* Directions for this task *
Your output should be the lines from the start of the data through the line containing "backend listed them.", exactly and nothing more.

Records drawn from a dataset
::::::
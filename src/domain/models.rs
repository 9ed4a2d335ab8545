// src/domain/models.rs
use chrono::{DateTime, Utc};
use rust_decimal::Decimal;
use serde::de::{MapAccess, Visitor};
use serde::{Deserialize, Deserializer, Serialize};
use std::fmt;

/// Menu Components
#[derive(Debug, Clone, PartialEq, Default, Deserialize)]
pub struct NutritionInfo {
    #[serde(default)]
    pub calories: Option<u32>,
    #[serde(default)]
    pub allergens: Vec<String>,
}

/// An orderable item as served by the catalog. Never mutated client-side.
#[derive(Debug, Clone, PartialEq, Deserialize)]
#[serde(rename_all = "camelCase")]
pub struct MenuItem {
    #[serde(rename = "_id")]
    pub id: String,
    pub name: String,
    pub price: Decimal,
    #[serde(default)]
    pub description: Option<String>,
    #[serde(default)]
    pub image_url: Option<String>,
    #[serde(default, rename = "nutritionalInfo")]
    pub nutrition: Option<NutritionInfo>,
}

#[derive(Debug, Clone, PartialEq)]
pub struct MenuCategory {
    pub name: String,
    pub items: Vec<MenuItem>,
}

/// Category name -> items, in the order the backend listed them.
#[derive(Debug, Clone, PartialEq, Default)]
pub struct Catalog {
    categories: Vec<MenuCategory>,
}

impl Catalog {
    pub fn new(categories: Vec<MenuCategory>) -> Self {
        Self { categories }
    }

    pub fn categories(&self) -> &[MenuCategory] {
        &self.categories
    }

    pub fn category_names(&self) -> impl Iterator<Item = &str> {
        self.categories.iter().map(|c| c.name.as_str())
    }

    pub fn category(&self, name: &str) -> Option<&[MenuItem]> {
        self.categories
            .iter()
            .find(|c| c.name == name)
            .map(|c| c.items.as_slice())
    }

    pub fn find_item(&self, id: &str) -> Option<&MenuItem> {
        self.categories
            .iter()
            .flat_map(|c| c.items.iter())
            .find(|item| item.id == id)
    }

    pub fn is_empty(&self) -> bool {
        self.categories.is_empty()
    }
}

impl<'de> Deserialize<'de> for Catalog {
    fn deserialize<D: Deserializer<'de>>(deserializer: D) -> Result<Self, D::Error> {
        struct CatalogVisitor;

        impl<'de> Visitor<'de> for CatalogVisitor {
            type Value = Catalog;

            fn expecting(&self, f: &mut fmt::Formatter) -> fmt::Result {
                f.write_str("a map of category names to menu items")
            }

            fn visit_map<A: MapAccess<'de>>(self, mut access: A) -> Result<Catalog, A::Error> {
                let mut categories = Vec::new();
                while let Some((name, items)) = access.next_entry::<String, Vec<MenuItem>>()? {
                    categories.push(MenuCategory { name, items });
                }
                Ok(Catalog { categories })
            }
        }

        deserializer.deserialize_map(CatalogVisitor)
    }
}

/// One cart entry. Name and price are copied from the menu item when the
/// line is created and are not refreshed afterwards.
#[derive(Debug, Clone, PartialEq)]
pub struct CartLine {
    pub id: String,
    pub name: String,
    pub price: Decimal,
    pub quantity: u32,
}

impl CartLine {
    pub fn from_item(item: &MenuItem) -> Self {
        Self {
            id: item.id.clone(),
            name: item.name.clone(),
            price: item.price,
            quantity: 1,
        }
    }

    pub fn subtotal(&self) -> Decimal {
        self.price * Decimal::from(self.quantity)
    }
}

/// Order Components
#[derive(Debug, Clone, PartialEq, Serialize, Deserialize)]
pub struct OrderItem {
    #[serde(rename = "_id", default)]
    pub id: String,
    pub name: String,
    pub price: Decimal,
    pub quantity: u32,
}

impl OrderItem {
    pub fn subtotal(&self) -> Decimal {
        self.price * Decimal::from(self.quantity)
    }
}

impl From<&CartLine> for OrderItem {
    fn from(line: &CartLine) -> Self {
        Self {
            id: line.id.clone(),
            name: line.name.clone(),
            price: line.price,
            quantity: line.quantity,
        }
    }
}

/// Payload of one submission attempt; also the wire body of `POST /orders`.
#[derive(Debug, Clone, PartialEq, Serialize)]
#[serde(rename_all = "camelCase")]
pub struct OrderDraft {
    pub customer_name: String,
    pub phone_number: String,
    #[serde(skip_serializing_if = "Option::is_none")]
    pub notes: Option<String>,
    pub items: Vec<OrderItem>,
    pub total_amount: Decimal,
}

/// The backend's record of a submitted order
#[derive(Debug, Clone, PartialEq, Deserialize)]
#[serde(try_from = "OrderRecord")]
pub struct PlacedOrder {
    pub id: String,
    pub customer_name: String,
    pub phone_number: String,
    pub notes: Option<String>,
    pub items: Vec<OrderItem>,
    pub total_amount: Decimal,
    pub status: OrderStatus,
    pub created_at: Option<DateTime<Utc>>,
}

/// Stored order as it comes off the wire. Document stores send `_id`;
/// some also add an `id` copy, which takes precedence.
#[derive(Deserialize)]
#[serde(rename_all = "camelCase")]
struct OrderRecord {
    #[serde(default)]
    id: Option<String>,
    #[serde(default, rename = "_id")]
    document_id: Option<String>,
    #[serde(default)]
    customer_name: String,
    #[serde(default)]
    phone_number: String,
    #[serde(default)]
    notes: Option<String>,
    #[serde(default)]
    items: Vec<OrderItem>,
    #[serde(default)]
    total_amount: Decimal,
    #[serde(default)]
    status: OrderStatus,
    #[serde(default)]
    created_at: Option<DateTime<Utc>>,
}

impl TryFrom<OrderRecord> for PlacedOrder {
    type Error = String;

    fn try_from(record: OrderRecord) -> Result<Self, Self::Error> {
        let id = record
            .id
            .or(record.document_id)
            .ok_or_else(|| "order record without `id` or `_id`".to_string())?;

        Ok(PlacedOrder {
            id,
            customer_name: record.customer_name,
            phone_number: record.phone_number,
            notes: record.notes,
            items: record.items,
            total_amount: record.total_amount,
            status: record.status,
            created_at: record.created_at,
        })
    }
}

/// Fulfilment tag. The vocabulary belongs to the backend, so unknown
/// values are kept verbatim.
#[derive(Debug, Clone, PartialEq, Eq, Serialize, Deserialize)]
#[serde(from = "String", into = "String")]
pub enum OrderStatus {
    Pending,
    Completed,
    Cancelled,
    Other(String),
}

#[derive(Debug, Clone, Copy, PartialEq, Eq)]
pub enum StatusTone {
    Success,
    Danger,
    Warning,
}

impl OrderStatus {
    pub fn as_str(&self) -> &str {
        match self {
            OrderStatus::Pending => "pending",
            OrderStatus::Completed => "completed",
            OrderStatus::Cancelled => "cancelled",
            OrderStatus::Other(raw) => raw,
        }
    }

    /// Raw tag with its first letter capitalised
    pub fn label(&self) -> String {
        let raw = self.as_str();
        let mut chars = raw.chars();
        match chars.next() {
            Some(first) => first.to_uppercase().chain(chars).collect(),
            None => String::new(),
        }
    }

    pub fn tone(&self) -> StatusTone {
        match self {
            OrderStatus::Completed => StatusTone::Success,
            OrderStatus::Cancelled => StatusTone::Danger,
            _ => StatusTone::Warning,
        }
    }
}

impl Default for OrderStatus {
    fn default() -> Self {
        OrderStatus::Pending
    }
}

impl From<String> for OrderStatus {
    fn from(raw: String) -> Self {
        match raw.as_str() {
            "pending" => OrderStatus::Pending,
            "completed" => OrderStatus::Completed,
            "cancelled" => OrderStatus::Cancelled,
            _ => OrderStatus::Other(raw),
        }
    }
}

impl From<OrderStatus> for String {
    fn from(status: OrderStatus) -> Self {
        match status {
            OrderStatus::Other(raw) => raw,
            known => known.as_str().to_string(),
        }
    }
}

impl fmt::Display for OrderStatus {
    fn fmt(&self, f: &mut fmt::Formatter) -> fmt::Result {
        f.write_str(self.as_str())
    }
}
::::::
* Completed exercise *
filename src/domain/models.rs
repository 9ed4a2d335ab8545
// src/domain/models.rs
use chrono::{DateTime, Utc};
use rust_decimal::Decimal;
use serde::de::{MapAccess, Visitor};
use serde::{Deserialize, Deserializer, Serialize};
use std::fmt;

/// Menu Components
#[derive(Debug, Clone, PartialEq, Default, Deserialize)]
pub struct NutritionInfo {
    #[serde(default)]
    pub calories: Option<u32>,
    #[serde(default)]
    pub allergens: Vec<String>,
}

/// An orderable item as served by the catalog. Never mutated client-side.
#[derive(Debug, Clone, PartialEq, Deserialize)]
#[serde(rename_all = "camelCase")]
pub struct MenuItem {
    #[serde(rename = "_id")]
    pub id: String,
    pub name: String,
    pub price: Decimal,
    #[serde(default)]
    pub description: Option<String>,
    #[serde(default)]
    pub image_url: Option<String>,
    #[serde(default, rename = "nutritionalInfo")]
    pub nutrition: Option<NutritionInfo>,
}

#[derive(Debug, Clone, PartialEq)]
pub struct MenuCategory {
    pub name: String,
    pub items: Vec<MenuItem>,
}

/// Category name -> items, in the order the backend listed them.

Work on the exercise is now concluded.